The least amount of VILPA necessary to significantly lower the chance of developing cancer was also determined by the researchers. They discovered that 3.4 minutes of VILPA per day can reduce the risk of cancer overall by 17% and 3.6 minutes of VILPA per day can reduce the risk of cancer linked to physical activity by 18%.
More study is required to determine how VILPA affects cancer.
A relatively small quantity of strenuous lifestyle activity can have such a large link with decreased cancer risk, according to the “high-quality study,” according to Dr. David Raichlen, professor of biological sciences and anthropology at the University of Southern California.
According to him, “the authors used a novel machine learning-based method to identify behaviours and this study moves the field forward, allowing us to better understand the benefits of this form of physical activity on [the] risk of developing cancer.”
Because of the study’s methodology, Dr.
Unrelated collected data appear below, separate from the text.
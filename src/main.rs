use std::env;
use std::process;

fn main() {
    let args: Vec<String> = env::args().collect();
    process::exit(lineup::cli::run_with_args(&args));
}
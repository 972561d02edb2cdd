//! Team suitability scoring.
//!
//! A score is built by running an ordered list of rules (see [crate::optimizer::rules])
//! over a [ScoreSheet]. Each rule adds signed deltas to the running total and may
//! disqualify the team, which stops the pipeline. Every applied delta is recorded in the
//! returned trace, so the result of [score_team] can always be audited.

use std::collections::BTreeSet;
use std::sync::Arc;

use serde::{Deserialize, Serialize};

use crate::data::boss::Boss;
use crate::data::roster::Team;
use crate::data::unit::{Role, Unit};
use crate::optimizer::rules::{BASE_SCORE, LENIENT_SCORE_FLOOR, RULES};

#[derive(Debug, Clone, Copy, Default, PartialEq, Eq, Serialize, Deserialize)]
pub struct ScoreOptions {
    /// Turn a few hard disqualifications into heavy penalties. Fallback only.
    #[serde(default)]
    pub lenient: bool,
}

impl ScoreOptions {
    pub fn strict() -> Self {
        Self { lenient: false }
    }

    pub fn lenient() -> Self {
        Self { lenient: true }
    }
}

#[derive(Debug, Clone, Copy, PartialEq, Eq, Serialize)]
#[serde(rename_all = "snake_case")]
pub enum Sentinel {
    /// Team never fits this boss.
    Rejected,
    /// A member refuses to fight next to a damage dealer on the team.
    Conflict,
}

impl Sentinel {
    pub fn value(self) -> i32 {
        match self {
            Self::Rejected => -1,
            Self::Conflict => -999,
        }
    }
}

#[derive(Debug, Clone, PartialEq, Eq, Serialize)]
pub struct Disqualification {
    pub rule: &'static str,
    pub reason: String,
    pub sentinel: Sentinel,
}

impl Disqualification {
    pub fn rejected(rule: &'static str, reason: impl Into<String>) -> Self {
        Self {
            rule,
            reason: reason.into(),
            sentinel: Sentinel::Rejected,
        }
    }

    pub fn conflict(rule: &'static str, reason: impl Into<String>) -> Self {
        Self {
            rule,
            reason: reason.into(),
            sentinel: Sentinel::Conflict,
        }
    }

    pub fn value(&self) -> i32 {
        self.sentinel.value()
    }
}

#[derive(Debug, Clone, PartialEq, Eq, Serialize)]
#[serde(tag = "kind", rename_all = "snake_case")]
pub enum TeamScore {
    Scored { value: i32 },
    Disqualified(Disqualification),
}

impl TeamScore {
    /// Integer form: -1 / -999 for disqualifications, otherwise the non-negative score.
    pub fn value(&self) -> i32 {
        match self {
            Self::Scored { value } => *value,
            Self::Disqualified(disqualification) => disqualification.value(),
        }
    }

    /// Only strictly positive scores are presented.
    pub fn is_viable(&self) -> bool {
        matches!(self, Self::Scored { value } if *value > 0)
    }

    pub fn is_disqualified(&self) -> bool {
        matches!(self, Self::Disqualified(_))
    }
}

#[derive(Debug, Clone, PartialEq, Eq, Serialize)]
pub struct TraceStep {
    pub rule: &'static str,
    pub reason: String,
    pub delta: i32,
    pub running: i32,
}

#[derive(Debug, Clone, PartialEq, Eq, Serialize)]
pub struct ScoreReport {
    pub score: TeamScore,
    pub trace: Vec<TraceStep>,
}

/// Running total plus the trace of every applied delta.
#[derive(Debug, Clone)]
pub struct ScoreSheet {
    total: i32,
    trace: Vec<TraceStep>,
    current_rule: &'static str,
}

impl ScoreSheet {
    pub fn new(base: i32) -> Self {
        Self {
            total: base,
            trace: vec![TraceStep {
                rule: "base",
                reason: "base score".to_string(),
                delta: base,
                running: base,
            }],
            current_rule: "base",
        }
    }

    pub fn total(&self) -> i32 {
        self.total
    }

    pub fn trace(&self) -> &[TraceStep] {
        &self.trace
    }

    pub(crate) fn enter(&mut self, rule: &'static str) {
        self.current_rule = rule;
    }

    /// Add `delta` under the current rule. Zero deltas are not recorded.
    pub fn apply(&mut self, delta: i32, reason: impl Into<String>) {
        if delta == 0 {
            return;
        }
        self.total += delta;
        self.trace.push(TraceStep {
            rule: self.current_rule,
            reason: reason.into(),
            delta,
            running: self.total,
        });
    }

    fn finish_disqualified(mut self, disqualification: Disqualification) -> ScoreReport {
        let sentinel = disqualification.value();
        self.trace.push(TraceStep {
            rule: disqualification.rule,
            reason: disqualification.reason.clone(),
            delta: sentinel - self.total,
            running: sentinel,
        });
        ScoreReport {
            score: TeamScore::Disqualified(disqualification),
            trace: self.trace,
        }
    }

    fn finish(self, options: ScoreOptions) -> ScoreReport {
        let floor = if options.lenient { LENIENT_SCORE_FLOOR } else { 0 };
        ScoreReport {
            score: TeamScore::Scored {
                value: self.total.max(floor),
            },
            trace: self.trace,
        }
    }
}

/// Read-only view of a team against one boss, with members pre-split by role.
#[derive(Debug)]
pub struct ScoringContext<'a> {
    pub boss: &'a Boss,
    pub options: ScoreOptions,
    pub members: &'a [Arc<Unit>],
    pub dps: Vec<&'a Unit>,
    pub stunners: Vec<&'a Unit>,
    /// Support and defense members.
    pub support_side: Vec<&'a Unit>,
}

impl<'a> ScoringContext<'a> {
    pub fn new(members: &'a [Arc<Unit>], boss: &'a Boss, options: ScoreOptions) -> Self {
        let units = || members.iter().map(|unit| &**unit);
        Self {
            boss,
            options,
            members,
            dps: units().filter(|unit| unit.is_dps()).collect(),
            stunners: units().filter(|unit| unit.role == Role::Stun).collect(),
            support_side: units().filter(|unit| unit.is_support_side()).collect(),
        }
    }

    pub fn units(&self) -> impl Iterator<Item = &'a Unit> + '_ {
        self.members.iter().map(|unit| &**unit)
    }

    pub fn dps_roles(&self) -> BTreeSet<Role> {
        self.dps.iter().map(|unit| unit.role).collect()
    }

    pub fn dps_count(&self, role: Role) -> usize {
        self.dps.iter().filter(|unit| unit.role == role).count()
    }

    /// Dominant damage role: most members, then best (lowest) tier.
    pub fn archetype(&self) -> Option<Role> {
        let best_tier = |role: Role| {
            self.dps
                .iter()
                .filter(|unit| unit.role == role)
                .map(|unit| unit.tier)
                .fold(f64::INFINITY, f64::min)
        };
        Role::DPS
            .into_iter()
            .filter(|&role| self.dps_count(role) > 0)
            .max_by(|&left, &right| {
                self.dps_count(left)
                    .cmp(&self.dps_count(right))
                    .then_with(|| best_tier(right).total_cmp(&best_tier(left)))
            })
    }
}

pub fn score_members(members: &[Arc<Unit>], boss: &Boss, options: ScoreOptions) -> ScoreReport {
    let context = ScoringContext::new(members, boss, options);
    let mut sheet = ScoreSheet::new(BASE_SCORE);
    for (name, rule) in RULES {
        sheet.enter(name);
        if let Err(disqualification) = rule(&context, &mut sheet) {
            return sheet.finish_disqualified(disqualification);
        }
    }
    sheet.finish(options)
}

pub fn score_team(team: &Team, boss: &Boss, options: ScoreOptions) -> ScoreReport {
    score_members(team.members(), boss, options)
}

#[cfg(test)]
mod tests {
    use super::*;

    #[test]
    fn sheet_records_running_totals() {
        let mut sheet = ScoreSheet::new(100);
        sheet.enter("tier");
        sheet.apply(20, "good");
        sheet.apply(0, "ignored");
        sheet.apply(-50, "bad");
        assert_eq!(sheet.total(), 70);
        let running: Vec<i32> = sheet.trace().iter().map(|step| step.running).collect();
        assert_eq!(running, vec![100, 120, 70]);
        assert_eq!(sheet.trace()[2].rule, "tier");
    }

    #[test]
    fn negative_totals_clamp_to_zero() {
        let mut sheet = ScoreSheet::new(10);
        sheet.apply(-500, "terrible");
        let report = sheet.finish(ScoreOptions::strict());
        assert_eq!(report.score, TeamScore::Scored { value: 0 });
        assert!(!report.score.is_viable());
    }

    #[test]
    fn disqualification_ends_at_sentinel() {
        let sheet = ScoreSheet::new(100);
        let report = sheet.finish_disqualified(Disqualification::conflict("synergy", "avoid"));
        assert_eq!(report.score.value(), -999);
        assert_eq!(report.trace.last().map(|step| step.running), Some(-999));
    }
}
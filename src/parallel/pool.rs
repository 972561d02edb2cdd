//! Rayon thread pool configuration for scoring workloads.
//!
//! Scoring is a pure function of (team, boss, options), so spreading a boss's team list
//! across workers never changes the result: `par_iter().map().collect()` preserves order.
//! The default is sequential.

use rayon::prelude::*;
use rayon::ThreadPoolBuilder;
use tracing::warn;

/// Configures how many worker threads score teams.
#[derive(Debug, Clone, Copy, Default)]
pub struct WorkerPool {
    /// Number of worker threads. 0 runs on the calling thread.
    pub workers: usize,
}

impl WorkerPool {
    pub fn sequential() -> Self {
        Self::default()
    }

    /// Use exactly `n` worker threads.
    pub fn with_workers(n: usize) -> Self {
        Self { workers: n }
    }

    /// Use every core Rayon sees.
    pub fn all_cores() -> Self {
        Self {
            workers: rayon::current_num_threads().max(1),
        }
    }

    pub fn is_parallel(&self) -> bool {
        self.workers > 0
    }

    /// Map `f` over `items`, keeping input order.
    pub fn map<T, R, F>(&self, items: &[T], f: F) -> Vec<R>
    where
        T: Sync,
        R: Send,
        F: Fn(&T) -> R + Sync + Send,
    {
        if !self.is_parallel() {
            return items.iter().map(f).collect();
        }
        match ThreadPoolBuilder::new().num_threads(self.workers).build() {
            Ok(pool) => pool.install(|| items.par_iter().map(&f).collect()),
            Err(err) => {
                warn!(workers = self.workers, error = %err, "thread pool unavailable, scoring sequentially");
                items.iter().map(f).collect()
            }
        }
    }
}
use serde::Serialize;
use tracing::{debug, warn};

use crate::data::boss::Boss;
use crate::data::roster::Team;
use crate::optimizer::scoring::{score_team, ScoreOptions};
use crate::parallel::WorkerPool;

#[derive(Debug, Clone, Serialize)]
pub struct ScoredTeam {
    pub team: Team,
    pub score: i32,
    /// 1 = best viable team for this boss.
    pub rank: usize,
    /// Only qualified under relaxed rules.
    pub lenient: bool,
}

/// Viable teams for one boss, best first.
#[derive(Debug, Clone, Serialize)]
pub struct BossTeams {
    pub boss: Boss,
    pub teams: Vec<ScoredTeam>,
    pub lenient: bool,
}

impl BossTeams {
    pub fn best(&self) -> Option<&ScoredTeam> {
        self.teams.first()
    }

    pub fn is_empty(&self) -> bool {
        self.teams.is_empty()
    }
}

/// Score every team, keep positive scores, and fall back to lenient scoring when the
/// strict pass leaves nothing.
pub fn rank_teams_for_boss(teams: &[&Team], boss: &Boss, pool: &WorkerPool) -> BossTeams {
    let strict = score_viable(teams, boss, ScoreOptions::strict(), pool);
    let (scored, lenient) = if strict.is_empty() && !teams.is_empty() {
        warn!(boss = %boss.name, "no team qualifies under strict rules, retrying leniently");
        (score_viable(teams, boss, ScoreOptions::lenient(), pool), true)
    } else {
        (strict, false)
    };

    let ranked = rank_scored(scored, lenient);
    debug!(
        boss = %boss.name,
        candidates = teams.len(),
        viable = ranked.len(),
        lenient,
        "ranked teams"
    );
    BossTeams {
        boss: boss.clone(),
        teams: ranked,
        lenient,
    }
}

fn score_viable(
    teams: &[&Team],
    boss: &Boss,
    options: ScoreOptions,
    pool: &WorkerPool,
) -> Vec<(Team, i32)> {
    let scores = pool.map(teams, |team| score_team(team, boss, options).score);
    teams
        .iter()
        .zip(scores)
        .filter(|(_, score)| score.is_viable())
        .map(|(team, score)| ((*team).clone(), score.value()))
        .collect()
}

/// Sort by score (desc) then label and assign 1-based ranks.
pub fn rank_scored(mut scored: Vec<(Team, i32)>, lenient: bool) -> Vec<ScoredTeam> {
    scored.sort_by(|(left_team, left), (right_team, right)| {
        right
            .cmp(left)
            .then_with(|| left_team.label().cmp(right_team.label()))
    });
    scored
        .into_iter()
        .enumerate()
        .map(|(index, (team, score))| ScoredTeam {
            team,
            score,
            rank: index + 1,
            lenient,
        })
        .collect()
}
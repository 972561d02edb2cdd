pub mod pool;

pub use pool::WorkerPool;
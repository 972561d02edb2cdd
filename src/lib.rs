pub mod cli;
pub mod config;
pub mod data;
pub mod error;
pub mod logging;
pub mod optimizer;
pub mod parallel;

pub use config::AssaultConfig;
pub use error::{PlannerError, Result};
pub use optimizer::{plan_assault, rank_teams, score_named_team, AssaultReport, TeamRanking};
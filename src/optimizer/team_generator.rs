use std::collections::BTreeMap;

use crate::data::roster::{Roster, Team};

/// Minimum roster size for any team.
pub const MIN_TEAM_SIZE: usize = 2;

/// Canonical label → team. Ordered so iteration is deterministic.
pub type TeamMap = BTreeMap<String, Team>;

#[derive(Debug, Clone, Default)]
pub struct GeneratedTeams {
    /// Mutually-accepting pairs; seeds for flex extension.
    pub pairs: TeamMap,
    /// Three-unit teams where every member accepts at least one teammate.
    pub triples: TeamMap,
}

/// Exhaustive pair and triple enumeration over a roster.
#[derive(Debug, Clone, Copy, Default)]
pub struct TeamGenerator;

impl TeamGenerator {
    pub fn new() -> Self {
        Self
    }

    pub fn generate(&self, roster: &Roster) -> GeneratedTeams {
        let mut generated = GeneratedTeams::default();
        if roster.len() < MIN_TEAM_SIZE {
            return generated;
        }

        let units = roster.units();
        let mut order: Vec<usize> = (0..units.len()).collect();
        order.sort_by(|&left, &right| units[left].name.cmp(&units[right].name));

        let accepts = |member: usize, teammate: usize| units[member].accepts(&units[teammate]);

        for (i, &a) in order.iter().enumerate() {
            for (j, &b) in order.iter().enumerate().skip(i + 1) {
                if accepts(a, b) && accepts(b, a) {
                    let team = Team::new(roster, &[a, b]);
                    generated.pairs.insert(team.label().to_string(), team);
                }

                for &c in order.iter().skip(j + 1) {
                    let a_ok = accepts(a, b) || accepts(a, c);
                    let b_ok = accepts(b, a) || accepts(b, c);
                    let c_ok = accepts(c, a) || accepts(c, b);
                    if !(a_ok && b_ok && c_ok) {
                        continue;
                    }
                    let team = Team::new(roster, &[a, b, c]);
                    generated.triples.insert(team.label().to_string(), team);
                }
            }
        }

        generated
    }
}

/// True when every member's join set is satisfied by at least one teammate.
pub fn is_eligible(team: &Team) -> bool {
    let members = team.members();
    members.iter().enumerate().all(|(index, member)| {
        members
            .iter()
            .enumerate()
            .any(|(other, teammate)| other != index && member.accepts(teammate))
    })
}
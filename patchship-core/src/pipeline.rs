//! Run pipeline: patch → branch → stage → commit → push → deploy → health.
//!
//! All subprocess and HTTP I/O goes through the port traits. Patch files are
//! read and written directly by `patchship-edit`.

use crate::deploy::{DeployAttempt, DeployState, check_health, trigger_deploy};
use crate::error::{StepNote, StepResult, ToolError};
use crate::git::{GitDriver, git_workflow_steps};
use crate::ports::{HealthProbe, ProcessRunner, WritePort};
use crate::recovery;
use crate::report::RunReport;
use crate::settings::RunSettings;
use anyhow::Context;
use patchship_edit::{
    ApplyOptions, PreparedFile, combined_diff, group_rules, prepare_file, validate_rules,
};
use patchship_render::render_md;
use patchship_types::outcome::RunOutcome;
use patchship_types::patch::PatchOutcome;
use patchship_types::step::{DeployStep, PlannedStep};
use std::sync::atomic::{AtomicBool, Ordering};
use tracing::{debug, info};

const SKIPPED_AFTER_ABORT: &str = "skipped: earlier step failed";

/// Rejects overlapping runs within one process.
///
/// Owned by the caller and passed to [`run`]; a second `run` while a
/// [`RunToken`] is alive fails with [`ToolError::Busy`].
#[derive(Debug, Default)]
pub struct RunGuard {
    active: AtomicBool,
}

impl RunGuard {
    pub const fn new() -> Self {
        Self {
            active: AtomicBool::new(false),
        }
    }

    pub fn try_acquire(&self) -> Option<RunToken<'_>> {
        self.active
            .compare_exchange(false, true, Ordering::AcqRel, Ordering::Acquire)
            .ok()
            .map(|_| RunToken { guard: self })
    }

    pub fn is_active(&self) -> bool {
        self.active.load(Ordering::Acquire)
    }
}

/// Held for the duration of a run; releases the guard on drop.
#[derive(Debug)]
pub struct RunToken<'a> {
    guard: &'a RunGuard,
}

impl Drop for RunToken<'_> {
    fn drop(&mut self) {
        self.guard.active.store(false, Ordering::Release);
    }
}

/// External effects a run needs.
#[derive(Clone, Copy)]
pub struct RunPorts<'a> {
    pub runner: &'a dyn ProcessRunner,
    pub probe: &'a dyn HealthProbe,
}

/// The steps a run executes, in order: one per patched file, the git
/// workflow, then the optional deploy trigger and health check.
pub fn plan_steps(settings: &RunSettings) -> Vec<PlannedStep> {
    let mut steps: Vec<PlannedStep> = group_rules(&settings.repo_root, &settings.rules)
        .into_iter()
        .map(|g| {
            PlannedStep::fatal(DeployStep::PatchFile {
                path: g.path,
                rules: g.rules.len(),
            })
        })
        .collect();

    steps.extend(git_workflow_steps(
        &settings.branch,
        &settings.files_to_stage,
        &settings.commit_message,
        &settings.remotes,
    ));

    if let Some(deploy) = &settings.deploy {
        steps.push(PlannedStep {
            step: DeployStep::TriggerRebuild {
                strategy: deploy.strategy,
                remote: deploy.remote.clone(),
                branch: deploy.branch.clone(),
                target_branch: deploy.target_branch.clone(),
            },
            abort_on_failure: deploy.abort_on_failure,
        });
    }

    if let Some(health) = &settings.health {
        steps.push(PlannedStep::best_effort(DeployStep::PollHealth {
            url: health.url.clone(),
        }));
    }

    steps
}

/// Execute `steps` in order, recording each result.
///
/// Once the report is sealed by an aborting failure the rest are recorded
/// as skipped without being executed.
pub fn execute_steps(
    steps: &[PlannedStep],
    report: &mut RunReport,
    mut exec: impl FnMut(&DeployStep) -> StepResult,
) {
    for (i, planned) in steps.iter().enumerate() {
        if report.is_sealed() {
            report.skip_remaining(&steps[i..], SKIPPED_AFTER_ABORT);
            return;
        }
        debug!(step = %planned.step.label(), "executing step");
        let result = exec(&planned.step);
        report.record_result(planned, result);
    }
}

/// Execute a full run.
///
/// A fatal step failure is not an `Err`: it is recorded in the returned
/// outcome (`aborted_at`, `exit_code() == 2`) together with recovery
/// commands. `Err` means the run could not start or hit an internal error.
pub fn run(
    settings: &RunSettings,
    ports: RunPorts<'_>,
    guard: &RunGuard,
) -> Result<RunOutcome, ToolError> {
    let _token = guard.try_acquire().ok_or(ToolError::Busy)?;
    validate_rules(&settings.rules).context("invalid patch rule")?;

    let plan = plan_steps(settings);
    let mut report = RunReport::new();
    info!(
        run_id = %report.run_id(),
        steps = plan.len(),
        dry_run = settings.dry_run,
        "starting run"
    );

    let patch_count = apply_patches(settings, &plan, &mut report);

    if report.is_sealed() {
        return Ok(finish(report, settings, &plan, Vec::new()));
    }

    if settings.dry_run {
        report.skip_remaining(&plan[patch_count..], "dry-run");
        return Ok(finish(report, settings, &plan, Vec::new()));
    }

    let driver = GitDriver::new(ports.runner, &settings.repo_root);
    let mut attempt = DeployAttempt::new();
    let mut manual_deploy = Vec::new();

    execute_steps(&plan[patch_count..], &mut report, |step| match step {
        DeployStep::TriggerRebuild { .. } => {
            let Some(deploy) = &settings.deploy else {
                return Ok(StepNote::skipped("no deploy configured"));
            };
            let result = trigger_deploy(ports.runner, &settings.repo_root, deploy, &mut attempt);
            if attempt.state() == DeployState::PushFailed {
                manual_deploy.extend(recovery::manual_command(step, settings));
            }
            result
        }
        DeployStep::PollHealth { .. } => {
            let Some(health) = &settings.health else {
                return Ok(StepNote::skipped("no health check configured"));
            };
            if attempt.state() == DeployState::PushFailed {
                return Ok(StepNote::skipped("deploy did not go out"));
            }
            Ok(check_health(ports.probe, health, &mut attempt).into_note())
        }
        other => driver.run_step(other),
    });

    Ok(finish(report, settings, &plan, manual_deploy))
}

/// Run every patch step. Files are all prepared in memory before any is
/// written, so a failing rule in any file leaves the tree untouched.
///
/// Returns the number of patch steps at the front of `plan`.
fn apply_patches(settings: &RunSettings, plan: &[PlannedStep], report: &mut RunReport) -> usize {
    let groups = group_rules(&settings.repo_root, &settings.rules);
    let count = groups.len();
    let opts = ApplyOptions {
        dry_run: settings.dry_run,
        backup: settings.backup,
    };

    let mut prepared: Vec<PreparedFile> = Vec::with_capacity(count);
    for (i, group) in groups.iter().enumerate() {
        match prepare_file(&settings.repo_root, &group.path, &group.rules) {
            Ok(file) => prepared.push(file),
            Err(e) => {
                report.skip_remaining(&plan[..i], "not written: another file failed to patch");
                report.record_result(&plan[i], Err(e.into()));
                report.skip_remaining(&plan[i + 1..], SKIPPED_AFTER_ABORT);
                return count;
            }
        }
    }

    for (i, file) in prepared.into_iter().enumerate() {
        match file.commit(&opts) {
            Ok(outcome) => {
                report.record_result(&plan[i], Ok(patch_note(&outcome, settings.dry_run)));
                report.add_patch(outcome);
            }
            Err(e) => {
                report.record_result(&plan[i], Err(e.into()));
                report.skip_remaining(&plan[i + 1..], SKIPPED_AFTER_ABORT);
                return count;
            }
        }
    }
    count
}

fn patch_note(outcome: &PatchOutcome, dry_run: bool) -> StepNote {
    let applied = outcome.applied_count();
    let total = outcome.results.len();
    let missed = if applied < total {
        format!(", {} optional rule(s) matched nothing", total - applied)
    } else {
        String::new()
    };

    if dry_run {
        StepNote::ok(format!("would apply {}/{} rules{}", applied, total, missed))
    } else if !outcome.changed() {
        StepNote::ok("already patched, file unchanged")
    } else {
        StepNote::ok(format!("applied {}/{} rules{}", applied, total, missed))
    }
}

fn finish(
    mut report: RunReport,
    settings: &RunSettings,
    plan: &[PlannedStep],
    manual_deploy: Vec<String>,
) -> RunOutcome {
    let commands = recovery::recovery_commands(settings, plan, report.outcome());
    report.add_recovery(commands);
    report.add_recovery(manual_deploy);

    let outcome = report.finish();
    info!(
        run_id = %outcome.run_id,
        failed = outcome.failed_count(),
        warned = outcome.warned_count(),
        aborted = outcome.aborted_at.is_some(),
        "run finished"
    );
    outcome
}

/// Write `run.json`, `run.md` and `patch.diff` into `out_dir`.
pub fn write_run_artifacts(
    outcome: &RunOutcome,
    out_dir: &camino::Utf8Path,
    writer: &dyn WritePort,
) -> anyhow::Result<()> {
    writer.create_dir_all(out_dir)?;

    let run_json = serde_json::to_string_pretty(outcome).context("serialize run outcome")?;
    writer.write_file(&out_dir.join("run.json"), run_json.as_bytes())?;

    let run_md = render_md(outcome);
    writer.write_file(&out_dir.join("run.md"), run_md.as_bytes())?;

    writer.write_file(
        &out_dir.join("patch.diff"),
        combined_diff(&outcome.patches).as_bytes(),
    )?;
    Ok(())
}

#[cfg(test)]
mod tests {
    use super::*;
    use crate::settings::{DeploySettings, HealthSettings, RemoteSettings};
    use camino::Utf8PathBuf;
    use patchship_types::patch::PatchRule;
    use pretty_assertions::assert_eq;

    #[test]
    fn guard_rejects_second_acquire_until_released() {
        let guard = RunGuard::new();
        let token = guard.try_acquire().expect("first acquire");
        assert!(guard.is_active());
        assert!(guard.try_acquire().is_none());
        drop(token);
        assert!(!guard.is_active());
        assert!(guard.try_acquire().is_some());
    }

    #[test]
    fn plan_orders_patch_git_deploy_health() {
        let settings = RunSettings {
            rules: vec![
                PatchRule::literal("a.ts", "x", "y"),
                PatchRule::literal("b.ts", "x", "y"),
                PatchRule::literal("a.ts", "p", "q"),
            ],
            branch: "fix".to_string(),
            files_to_stage: vec![Utf8PathBuf::from("a.ts"), Utf8PathBuf::from("b.ts")],
            commit_message: "fix".to_string(),
            remotes: vec![
                RemoteSettings::new("origin").best_effort(),
                RemoteSettings::new("heroku"),
            ],
            deploy: Some(DeploySettings::push("heroku", "fix")),
            health: Some(HealthSettings::new("http://app/health")),
            ..RunSettings::default()
        };

        let kinds: Vec<&str> = plan_steps(&settings).iter().map(|p| p.step.kind()).collect();
        assert_eq!(
            kinds,
            vec![
                "patch_file",
                "patch_file",
                "create_or_checkout_branch",
                "stage_files",
                "commit",
                "push_remote",
                "push_remote",
                "trigger_rebuild",
                "poll_health",
            ]
        );
        let plan = plan_steps(&settings);
        assert_eq!(
            plan[0].step,
            DeployStep::PatchFile {
                path: Utf8PathBuf::from("a.ts"),
                rules: 2
            }
        );
        assert!(!plan.last().unwrap().abort_on_failure);
    }

    #[test]
    fn execute_steps_skips_after_abort() {
        let steps = vec![
            PlannedStep::fatal(DeployStep::Commit {
                message: "m".into(),
            }),
            PlannedStep::fatal(DeployStep::CreateOrCheckoutBranch {
                branch: "b".into(),
            }),
        ];
        let mut report = RunReport::new();
        let mut calls = 0;
        execute_steps(&steps, &mut report, |_| {
            calls += 1;
            Err(crate::StepError::Internal(anyhow::anyhow!("boom")))
        });
        assert_eq!(calls, 1);
        assert_eq!(report.outcome().records.len(), 2);
        assert_eq!(report.outcome().aborted_at, Some(0));
    }
}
Raichlen advised that causality could not be established; however, “this work certainly suggests that future intervention studies using VILPA are warranted.”
According to Prof. Markus Gruber, chair of Training and Movement Science and director of the University Konstanz’s Human Performance Research Centre, the study supports the long-held belief in exercise science that “intensity matters.”
Prof. Gruber made the same observation as Dr. Raichlen, namely that although the study’s data, methods, and analysis are sound, the study is cross-sectional and can only report relationships between VILPA and cancer incidence.
When challenged about the connection between VILPA and cancer incidence, Prof. Gruber responded that there are a number of plausible “explanations for the results that need to be tested.”
He claims that VILPA may either directly lower the risk of cancer, boost physical fitness, or show superior physical fitness, which is linked to a lower risk of cancer. Additionally, VILPA may reduce the effects of aging-related fitness decreases and reduce cancer risk by doing so.
Overall, according to Prof. Gruber, VILPA is a promising substitute for duration-based advice on physical activity, “especially for people who don’t like to exercise.”